High Court rules existing buildings in Matityahu-East won't be demolished, despite being built illegally.

The High Court of Justice ruled Wednesday that dozens of existing buildings built in a controversial neighborhood of the West Bank settlement of Modi'in Ilit will not be demolished, despite the fact that they were built illegally and partially on private Palestinian land.

The High Court thus rejected a petition filed against the Matityahu-East neighborhood a year and a half ago by Peace Now and Bili'in Council. Residents of the West Bank village of Bili'in own some of the property on which the neighborhood was built.

In part, the court based its decision on the fact that the petitions should have been filed several years earlier.

Nonetheless, the High Court ordered settlers, the state, and construction companies to pay the petitioners' court fees, totaling NIS 160,000.

As a result of the ruling, the state will not remove the hundreds of settlers who stormed apartments they had purchased, after it became clear that construction company Heftsiba had collapsed.

Wednesday's ruling effectively seals the fate of the controversial settlement neighborhood, after on Tuesday the court ordered the state to alter the route of a 1.7-kilometer section of the West Bank fence, which had been designed to encircle the area on which additional parts of the neighborhood were to be constructed.

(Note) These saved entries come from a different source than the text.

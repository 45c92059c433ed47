//! Identifier deduplication across acquisition phases.

use std::collections::HashSet;

/// Admits each record identifier at most once per aggregation run.
#[derive(Debug, Default)]
pub struct Deduplicator {
    seen: HashSet<String>,
}

impl Deduplicator {
    /// Create an empty deduplicator.
    pub fn new() -> Self {
        Self::default()
    }

    /// Returns `true` the first time `id` is seen, `false` afterwards.
    pub fn admit(&mut self, id: &str) -> bool {
        if self.seen.contains(id) {
            return false;
        }
        self.seen.insert(id.to_string())
    }

    /// Number of admitted identifiers.
    pub fn len(&self) -> usize {
        self.seen.len()
    }

    /// Whether nothing has been admitted yet.
    pub fn is_empty(&self) -> bool {
        self.seen.is_empty()
    }
}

As a result, the court apparently has given approval to the existing status quo in the area - the existing part of the neighborhood will remain in place, but plans to expand the neighborhood will not be carried out.

For nearly three years, the fence has been the focus of weekly demonstrations at Bil'in, punctuated at times by violent confrontations between protesters, soldiers and police deployed at the site.